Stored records
#####

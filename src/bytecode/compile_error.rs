/// Errors raised while lowering an AST to bytecode.
///
/// Each variant names the offending identifier or construct. Messages are
/// printed after a `compile error: ` prefix by the pipeline.
#[derive(Debug, Clone, PartialEq, thiserror::Error)]
pub enum CompileError {
    #[error("undefined name '{name}'")]
    UndefinedName { name: String },

    #[error("'{name}' is already defined in this scope")]
    Redefinition { name: String },

    #[error("function '{name}' is defined more than once")]
    DuplicateFunction { name: String },

    #[error("cannot assign to function '{name}'")]
    AssignToFunction { name: String },

    #[error("cannot assign to external '{name}'")]
    AssignToExternal { name: String },

    #[error("'{name}' expects {expected} argument(s), got {found}")]
    ArityMismatch {
        name: String,
        expected: usize,
        found: usize,
    },

    #[error("external '{name}' can only be called, not used as a value")]
    ExternalAsValue { name: String },

    #[error("'break' outside of a loop")]
    BreakOutsideLoop,

    #[error("'continue' outside of a loop")]
    ContinueOutsideLoop,

    #[error("'return' outside of a function")]
    ReturnOutsideFunction,

    /// Internal compiler error (shouldn't happen in normal use)
    #[error("internal compiler error: {0}")]
    Internal(String),
}

impl CompileError {
    pub fn undefined(name: &str) -> Self {
        CompileError::UndefinedName {
            name: name.to_string(),
        }
    }

    pub fn redefinition(name: &str) -> Self {
        CompileError::Redefinition {
            name: name.to_string(),
        }
    }

    pub fn arity(name: &str, expected: usize, found: usize) -> Self {
        CompileError::ArityMismatch {
            name: name.to_string(),
            expected,
            found,
        }
    }

    /// Suggested fix shown under the message by the CLI, if any.
    pub fn hint(&self) -> Option<&'static str> {
        match self {
            CompileError::UndefinedName { .. } => {
                Some("names must be defined with 'var' before use; functions may not see enclosing variables")
            }
            CompileError::Redefinition { .. } => {
                Some("use assignment ('x = ...') to change an existing variable")
            }
            CompileError::AssignToFunction { .. } => {
                Some("function bindings are constant; define a new variable instead")
            }
            CompileError::AssignToExternal { .. } => {
                Some("externals are provided by the host; define a new variable instead")
            }
            _ => None,
        }
    }
}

#####

### Work request
Above are the records. Identify each line that contains the word "AssignToFunction".

### Task solution
    AssignToFunction { name: String },
            CompileError::AssignToFunction { .. } => {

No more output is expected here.